Thursday, January 24, 2013

Blast From My Past

Finished reading New American Review 11, a paperback magazine published in 1971 and edited by Theodore Solotaroff.  Where do I begin?  Just holding the book was comfortable...the pages are thick and the binding has remained perfect.  There is no ISBN number; there is a much shorter "SBN" number.  And I loved this note printed on the copyright page: "The editors invite submissions.  Manuscripts will not be returned unless accompanied by stamped self-addressed envelope."  AH...the good old pre-computer days!  I've come a long way from using the Underhill Manual our family owned and shared with love for many years.

The cover has a "psychedelic" inspired design with the words "Movement writing" repeated three times.  Most of the pieces definitely reflected what I would term a "movement" of the time - mostly anti-war.  There are eight short stories, five essays, a section labeled "The Writer's Situation:  III" in which several writers were asked to respond to specific questions, and many poems.  I read the anthology cover-to-cover but will comment on the pieces that stood out for me.

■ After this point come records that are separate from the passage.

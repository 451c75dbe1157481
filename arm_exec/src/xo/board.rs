//! Tic-tac-toe board and decision engine

// ------------------------------------------------------------------------------------------------
// IMPORTS
// ------------------------------------------------------------------------------------------------

use serde::{Deserialize, Serialize};

use crate::perception::{PerceptionError, SceneData};

// ------------------------------------------------------------------------------------------------
// CONSTANTS
// ------------------------------------------------------------------------------------------------

pub const BOARD_SIZE: usize = 3;

/// Minimum number of integers in a board capture.
pub const CAPTURE_MIN_LEN: usize = 15;

/// Stride between two rows of a board capture.
const CAPTURE_ROW_STRIDE: usize = 5;

const CENTRE: (usize, usize) = (1, 1);

const CORNERS: [(usize, usize); 4] = [(0, 0), (0, 2), (2, 0), (2, 2)];

/// All eight winning lines: three rows, three columns and the two diagonals.
const LINES: [[(usize, usize); 3]; 8] = [
    [(0, 0), (0, 1), (0, 2)],
    [(1, 0), (1, 1), (1, 2)],
    [(2, 0), (2, 1), (2, 2)],
    [(0, 0), (1, 0), (2, 0)],
    [(0, 1), (1, 1), (2, 1)],
    [(0, 2), (1, 2), (2, 2)],
    [(0, 0), (1, 1), (2, 2)],
    [(0, 2), (1, 1), (2, 0)],
];

// ------------------------------------------------------------------------------------------------
// STRUCTS
// ------------------------------------------------------------------------------------------------

/// A 3x3 board.
#[derive(Debug, Clone, Copy, PartialEq, Eq, Default, Serialize, Deserialize)]
pub struct Board {
    pub cells: [[Mark; BOARD_SIZE]; BOARD_SIZE],
}

// ------------------------------------------------------------------------------------------------
// ENUMS
// ------------------------------------------------------------------------------------------------

#[derive(Debug, Clone, Copy, PartialEq, Eq, Hash, Serialize, Deserialize)]
pub enum Mark {
    Empty,
    X,
    O,
}

/// Reasons a captured board is not a legal opponent move.
#[derive(Debug, Clone, PartialEq, Eq, thiserror::Error)]
pub enum MoveError {
    #[error("No cell has changed")]
    NoChange,

    #[error("{0} cells have changed")]
    MultipleChanges(usize),

    #[error("The robot's mark at ({0}, {1}) has changed")]
    TouchesRobotMark(usize, usize),

    #[error("Cell ({0}, {1}) was not empty")]
    NotFromEmpty(usize, usize),

    #[error("Cell ({0}, {1}) was not given the opponent's mark")]
    NotOpponentMark(usize, usize),
}

// ------------------------------------------------------------------------------------------------
// IMPLS
// ------------------------------------------------------------------------------------------------

impl Default for Mark {
    fn default() -> Self {
        Mark::Empty
    }
}

impl Mark {
    /// The other player's mark. `Empty` has no opponent.
    pub fn opponent(&self) -> Mark {
        match self {
            Mark::X => Mark::O,
            Mark::O => Mark::X,
            Mark::Empty => Mark::Empty,
        }
    }

    fn from_capture(value: i32) -> Option<Self> {
        match value {
            0 => Some(Mark::Empty),
            1 => Some(Mark::X),
            2 => Some(Mark::O),
            _ => None,
        }
    }
}

impl Board {
    pub fn new() -> Self {
        Self::default()
    }

    /// Build a board from a scene capture.
    ///
    /// The capture holds at least [`CAPTURE_MIN_LEN`] integers, row `i` being the three values
    /// starting at index `i * 5 + 1`.
    pub fn from_capture(data: SceneData) -> Result<Self, PerceptionError> {
        let values = data.expect_min_len(CAPTURE_MIN_LEN)?.ints()?;

        let mut board = Board::new();
        for row in 0..BOARD_SIZE {
            for col in 0..BOARD_SIZE {
                let value = values[row * CAPTURE_ROW_STRIDE + 1 + col];
                board.cells[row][col] = Mark::from_capture(value).ok_or_else(|| {
                    PerceptionError::InvalidData(format!(
                        "{} is not a valid mark for cell ({}, {})",
                        value, row, col
                    ))
                })?;
            }
        }

        Ok(board)
    }

    pub fn get(&self, row: usize, col: usize) -> Mark {
        self.cells[row][col]
    }

    pub fn set(&mut self, row: usize, col: usize, mark: Mark) {
        self.cells[row][col] = mark;
    }

    pub fn is_empty_at(&self, row: usize, col: usize) -> bool {
        self.cells[row][col] == Mark::Empty
    }

    /// The player with three in a row, if any.
    pub fn winner(&self) -> Option<Mark> {
        LINES.iter().find_map(|line| {
            let first = self.get(line[0].0, line[0].1);
            if first != Mark::Empty && line.iter().all(|&(r, c)| self.get(r, c) == first) {
                Some(first)
            } else {
                None
            }
        })
    }

    pub fn is_full(&self) -> bool {
        self.cells.iter().flatten().all(|m| *m != Mark::Empty)
    }

    /// Empty cells in row-major order.
    pub fn empty_cells(&self) -> impl Iterator<Item = (usize, usize)> + '_ {
        (0..BOARD_SIZE)
            .flat_map(|r| (0..BOARD_SIZE).map(move |c| (r, c)))
            .filter(move |&(r, c)| self.is_empty_at(r, c))
    }

    /// First empty cell which would give `mark` three in a row.
    fn winning_cell(&self, mark: Mark) -> Option<(usize, usize)> {
        self.empty_cells().find(|&(r, c)| {
            let mut trial = *self;
            trial.set(r, c, mark);
            trial.winner() == Some(mark)
        })
    }
}

impl std::fmt::Display for Board {
    fn fmt(&self, f: &mut std::fmt::Formatter<'_>) -> std::fmt::Result {
        for (i, row) in self.cells.iter().enumerate() {
            let s: Vec<&str> = row
                .iter()
                .map(|m| match m {
                    Mark::Empty => "_",
                    Mark::X => "X",
                    Mark::O => "O",
                })
                .collect();
            write!(f, "{}", s.join(" "))?;
            if i + 1 < BOARD_SIZE {
                write!(f, " | ")?;
            }
        }
        Ok(())
    }
}

// ------------------------------------------------------------------------------------------------
// FUNCTIONS
// ------------------------------------------------------------------------------------------------

/// Choose the robot's next move.
///
/// Greedy priority order: a winning cell, a cell blocking the opponent's win, the centre, the
/// corners, then the remaining cells in row-major order. This does not look further ahead than
/// one move and can be beaten.
///
/// Returns `None` if the board is full.
pub fn find_best_move(board: &Board, robot: Mark) -> Option<(usize, usize)> {
    if let Some(cell) = board.winning_cell(robot) {
        return Some(cell);
    }

    if let Some(cell) = board.winning_cell(robot.opponent()) {
        return Some(cell);
    }

    if board.is_empty_at(CENTRE.0, CENTRE.1) {
        return Some(CENTRE);
    }

    if let Some(&corner) = CORNERS.iter().find(|&&(r, c)| board.is_empty_at(r, c)) {
        return Some(corner);
    }

    board.empty_cells().next()
}

/// Check that `new` differs from `last` by exactly one legal move of `opponent`, returning the
/// cell played.
pub fn validate_opponent_move(
    last: &Board,
    new: &Board,
    opponent: Mark,
) -> Result<(usize, usize), MoveError> {
    let robot = opponent.opponent();

    let changes: Vec<(usize, usize)> = (0..BOARD_SIZE)
        .flat_map(|r| (0..BOARD_SIZE).map(move |c| (r, c)))
        .filter(|&(r, c)| last.get(r, c) != new.get(r, c))
        .collect();

    let (r, c) = match changes.len() {
        0 => return Err(MoveError::NoChange),
        1 => changes[0],
        n => return Err(MoveError::MultipleChanges(n)),
    };

    if last.get(r, c) == robot || new.get(r, c) == robot {
        return Err(MoveError::TouchesRobotMark(r, c));
    }
    if last.get(r, c) != Mark::Empty {
        return Err(MoveError::NotFromEmpty(r, c));
    }
    if new.get(r, c) != opponent {
        return Err(MoveError::NotOpponentMark(r, c));
    }

    Ok((r, c))
}

// ------------------------------------------------------------------------------------------------
// TESTS
// ------------------------------------------------------------------------------------------------

#[cfg(test)]
mod test {
    use super::*;

    use super::Mark::{Empty as E, O, X};

    fn board(cells: [[Mark; 3]; 3]) -> Board {
        Board { cells }
    }

    #[test]
    fn test_best_move_wins() {
        let b = board([[X, O, X], [O, X, O], [E, E, E]]);
        let (r, c) = find_best_move(&b, X).unwrap();

        let mut after = b;
        after.set(r, c, X);
        assert_eq!(after.winner(), Some(X));
    }

    #[test]
    fn test_best_move_blocks() {
        let b = board([[O, O, E], [E, X, E], [E, E, E]]);
        assert_eq!(find_best_move(&b, X), Some((0, 2)));
    }

    #[test]
    fn test_best_move_priority() {
        // Empty board: centre
        assert_eq!(find_best_move(&Board::new(), X), Some((1, 1)));

        // Centre taken: first free corner
        let b = board([[O, E, E], [E, X, E], [E, E, E]]);
        assert_eq!(find_best_move(&b, X), Some((0, 2)));

        // Only sides left
        let b = board([[X, E, O], [O, O, X], [X, E, O]]);
        assert_eq!(find_best_move(&b, X), Some((0, 1)));

        let b = board([[X, O, X], [X, O, O], [O, X, X]]);
        assert_eq!(find_best_move(&b, X), None);
    }

    #[test]
    fn test_winner() {
        assert_eq!(board([[O, O, O], [E; 3], [E; 3]]).winner(), Some(O));
        assert_eq!(board([[X, E, E], [X, E, E], [X, E, E]]).winner(), Some(X));
        assert_eq!(board([[E, E, O], [E, O, E], [O, E, E]]).winner(), Some(O));
        assert_eq!(board([[X, O, X], [X, O, O], [O, X, X]]).winner(), None);
        assert!(board([[X, O, X], [X, O, O], [O, X, X]]).is_full());
        assert!(!Board::new().is_full());
    }

    #[test]
    fn test_validate_opponent_move() {
        let last = board([[E, E, E], [E, X, E], [E, E, E]]);

        let legal = board([[O, E, E], [E, X, E], [E, E, E]]);
        assert_eq!(validate_opponent_move(&last, &legal, O), Ok((0, 0)));

        assert_eq!(
            validate_opponent_move(&last, &last, O),
            Err(MoveError::NoChange)
        );

        // Any two changes are rejected, whatever they are
        for second in [O, X].iter() {
            let two = board([[O, E, E], [E, X, E], [E, E, *second]]);
            assert_eq!(
                validate_opponent_move(&last, &two, O),
                Err(MoveError::MultipleChanges(2))
            );
        }

        let robot_removed = board([[E, E, E], [E, E, E], [E, E, E]]);
        assert_eq!(
            validate_opponent_move(&last, &robot_removed, O),
            Err(MoveError::TouchesRobotMark(1, 1))
        );

        let robot_placed = board([[X, E, E], [E, X, E], [E, E, E]]);
        assert_eq!(
            validate_opponent_move(&last, &robot_placed, O),
            Err(MoveError::TouchesRobotMark(0, 0))
        );

        let moved = board([[O, E, E], [E, X, E], [E, E, E]]);
        let removed = board([[E, E, E], [E, X, E], [E, E, E]]);
        assert_eq!(
            validate_opponent_move(&moved, &removed, O),
            Err(MoveError::NotFromEmpty(0, 0))
        );
    }

    #[test]
    fn test_from_capture() {
        let data = SceneData::parse("9,0,0,2,9,9,0,1,0,9,9,0,0,0,9");
        let b = Board::from_capture(data).unwrap();
        assert_eq!(b, board([[E, E, O], [E, X, E], [E, E, E]]));

        assert!(Board::from_capture(SceneData::parse("0,0,0")).is_err());
        assert!(Board::from_capture(SceneData::parse("9,0,0,3,9,9,0,1,0,9,9,0,0,0,9")).is_err());
        assert!(Board::from_capture(SceneData::parse("9,0,0,a,9,9,0,1,0,9,9,0,0,0,9")).is_err());
    }
}
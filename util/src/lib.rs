//! Utility library for the game-playing arm software

// ---------------------------------------------------------------------------
// MODULES
// ---------------------------------------------------------------------------

pub mod host;
pub mod logger;
pub mod params;
pub mod session;
pub mod script_interpreter;
pub mod time;

// ---------------------------------------------------------------------------
// REEXPORTS
// ---------------------------------------------------------------------------

pub use comms_if;
//! # Pose Table
//!
//! Static mapping from the named locations of a game layout (board cells, stack levels, cups,
//! temporary viewing slots, output positions) to the joint angles which put the grip over them.
//!
//! Each game has its own table, loaded from the game's parameter file. Tables are immutable
//! once the game has been created.

// ------------------------------------------------------------------------------------------------
// IMPORTS
// ------------------------------------------------------------------------------------------------

use log::warn;
use serde::{Deserialize, Serialize};

// ------------------------------------------------------------------------------------------------
// STRUCTS
// ------------------------------------------------------------------------------------------------

/// Target angles for the four positional joints of the arm.
///
/// Units: degrees
#[derive(Debug, Clone, Copy, PartialEq, Eq, Hash, Serialize, Deserialize)]
#[serde(from = "[i32; 4]", into = "[i32; 4]")]
pub struct Pose {
    pub base: i32,
    pub shoulder: i32,
    pub elbow: i32,
    pub wrist: i32,
}

/// Angles of the grip joint.
#[derive(Debug, Clone, Copy, PartialEq, Eq, Serialize, Deserialize)]
pub struct GripAngles {
    /// Units: degrees
    pub open_deg: i32,

    /// Units: degrees
    pub closed_deg: i32,
}

/// The poses of every slot in a game layout.
#[derive(Debug, Clone, PartialEq, Serialize, Deserialize)]
pub struct PoseTable {
    /// Neutral retreat pose. Also used for any slot which is not defined in the table.
    pub home: Pose,

    /// Grip angles for the pieces of this game
    pub grip: GripAngles,

    /// Board cells in row-major order
    #[serde(default)]
    pub cells: Vec<Pose>,

    /// Piece stack levels, lowest first
    #[serde(default)]
    pub stack: Vec<Pose>,

    /// Cups, left to right
    #[serde(default)]
    pub cups: Vec<Pose>,

    /// Temporary holding (viewing) slots
    #[serde(default)]
    pub temp: Vec<Pose>,

    /// Output (drop) positions, lowest first
    #[serde(default)]
    pub output: Vec<Pose>,
}

// ------------------------------------------------------------------------------------------------
// ENUMS
// ------------------------------------------------------------------------------------------------

/// A named location in a game layout.
#[derive(Debug, Clone, Copy, PartialEq, Eq, Hash, Serialize, Deserialize)]
pub enum Slot {
    Home,
    Cell(usize),
    Stack(usize),
    Cup(usize),
    Temp(usize),
    Output(usize),
}

// ------------------------------------------------------------------------------------------------
// IMPLS
// ------------------------------------------------------------------------------------------------

impl Pose {
    pub const fn new(base: i32, shoulder: i32, elbow: i32, wrist: i32) -> Self {
        Self {
            base,
            shoulder,
            elbow,
            wrist,
        }
    }
}

impl From<[i32; 4]> for Pose {
    fn from(a: [i32; 4]) -> Self {
        Self::new(a[0], a[1], a[2], a[3])
    }
}

impl From<Pose> for [i32; 4] {
    fn from(p: Pose) -> Self {
        [p.base, p.shoulder, p.elbow, p.wrist]
    }
}

impl std::fmt::Display for Pose {
    fn fmt(&self, f: &mut std::fmt::Formatter<'_>) -> std::fmt::Result {
        write!(
            f,
            "[b: {}, s: {}, e: {}, w: {}]",
            self.base, self.shoulder, self.elbow, self.wrist
        )
    }
}

impl Slot {
    /// True for slots where a piece is dropped rather than placed precisely.
    pub fn is_drop(&self) -> bool {
        matches!(self, Slot::Output(_))
    }
}

impl PoseTable {
    /// A table containing only the home pose.
    pub fn with_home(home: Pose, grip: GripAngles) -> Self {
        Self {
            home,
            grip,
            cells: vec![],
            stack: vec![],
            cups: vec![],
            temp: vec![],
            output: vec![],
        }
    }

    /// Get the pose of a slot.
    ///
    /// Slots missing from the table resolve to the home pose.
    pub fn resolve(&self, slot: Slot) -> Pose {
        match self.get(slot) {
            Some(p) => p,
            None => {
                warn!(
                    "{:?} is not defined in the pose table, using home pose {}",
                    slot, self.home
                );
                self.home
            }
        }
    }

    /// Get the pose of a slot, or `None` if it is not in the table.
    pub fn get(&self, slot: Slot) -> Option<Pose> {
        match slot {
            Slot::Home => Some(self.home),
            Slot::Cell(i) => self.cells.get(i).copied(),
            Slot::Stack(i) => self.stack.get(i).copied(),
            Slot::Cup(i) => self.cups.get(i).copied(),
            Slot::Temp(i) => self.temp.get(i).copied(),
            Slot::Output(i) => self.output.get(i).copied(),
        }
    }

    /// True if the slot has a pose in the table.
    pub fn contains(&self, slot: Slot) -> bool {
        self.get(slot).is_some()
    }
}

// ------------------------------------------------------------------------------------------------
// TESTS
// ------------------------------------------------------------------------------------------------

#[cfg(test)]
mod test {
    use super::*;

    #[test]
    fn test_resolve() {
        let mut table = PoseTable::with_home(
            Pose::new(90, 90, 90, 90),
            GripAngles {
                open_deg: 110,
                closed_deg: 80,
            },
        );
        table.cells.push(Pose::new(122, 13, 70, 41));

        assert_eq!(table.resolve(Slot::Cell(0)), Pose::new(122, 13, 70, 41));
        assert_eq!(table.resolve(Slot::Home), table.home);

        // Undefined slots fall back to home
        assert_eq!(table.resolve(Slot::Cell(8)), table.home);
        assert_eq!(table.resolve(Slot::Output(0)), table.home);
        assert!(!table.contains(Slot::Temp(0)));
    }

    #[test]
    fn test_deserialise() {
        let table: PoseTable = util::params::from_str(
            "home = [90, 90, 90, 90]\n\
             cups = [[120, 20, 80, 50], [108, 25, 85, 55]]\n\
             [grip]\n\
             open_deg = 100\n\
             closed_deg = 72\n",
        )
        .unwrap();

        assert_eq!(table.cups.len(), 2);
        assert_eq!(table.resolve(Slot::Cup(1)), Pose::new(108, 25, 85, 55));
        assert!(table.cells.is_empty());
        assert!(Slot::Output(3).is_drop());
        assert!(!Slot::Temp(0).is_drop());
    }
}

  • Allen Ginsberg had two poems reprinted, and "Sonora Desert Edge" written in 1969 is filled with imagery only Ginsberg could create:
               --green duck neck sheen spectral as
                           moon machines
               Raven hopping curious black beaked
               Coyote's nose sensitive lifted to air
                                blinking eye sharp
               as the rose bellied Cardinal's ivory whistle (11-12)

  • More than one piece mentions Cambodia and the riots at Kent State.  The essay, "The Day We Named Our Child We Had Fish For Dinner" by Michael Rossman is one of these and also mentions Reagan's actions towards students while governor of California.  I had forgotten how he reacted as a general in charge of the troops...turning colleges and universities into military held encampments. 

The short story "Don't Talk to Me About War" by Frances Starr juxtaposes the image of war with the sometimes painful, usually impersonal treatment of the terminally ill.  In the middle of this visceral description one paragraph describes a dog hit by a car, "The SPCA took him away and put him to sleep" (51).  There is no end punctuation in this story emphasizing the image of no end in sight for the dying patient: "The patients pulse is failing  Digitalis is given to stimulate the heart" (51) and so the story ends.  The life, such as it is, goes on.  We are able to show mercy to an animal but not a loved one...nothing has changed.

  • My favorite piece is a poem, "Earnest Remarks, Not Literature" by Allen Wiggins, which begins:
         
         There is no way to improperly begin
          there is no way to begin... (54)
and ends:
          there is no way to keep words from affirming
          there is no way to begin kissing words
          there is no way to keep the sentence from
               beginning to form a kiss for its last word.  (55)  

Each line begins "there is no way" while the poem offers haunting images of life and a frequent return to the kiss as a symbol of love?  appreciation?  I believe Wiggins is still living and am trying to locate an address as I'd like to send him a letter.  I will use this poem with my college students the next time I teach; it is too beautiful not to share.

  • "Nixon" is an essay by Nicholas von Hoffman who was a columnist for the Washington Post.  He writes of how Nixon had no plan for the war or anything else; von Hoffman argues that Nixon spent eight years learning how to be President without realizing he would need plans.  It would be interesting to find some later post-Watergate articles on Nixon by this same journalist...I just may do that.

Finally, three authors are praised by several of the contributors to this issue: Borges, Beckett, and Eliot.  Three authors I enjoy; three authors I will be revisiting.  Some of the Writer's Situation pieces are worth mentioning; however, as this posting has become lengthy, I'll save that commentary for a week when I have not finished reading a book.

It has been a good experience to take a look at my past not through memories but through the eyes of my contemporaries at that time.

Solotaroff, Theodore. ed. New American Review 11. New York: Simon & Schuster, 1971.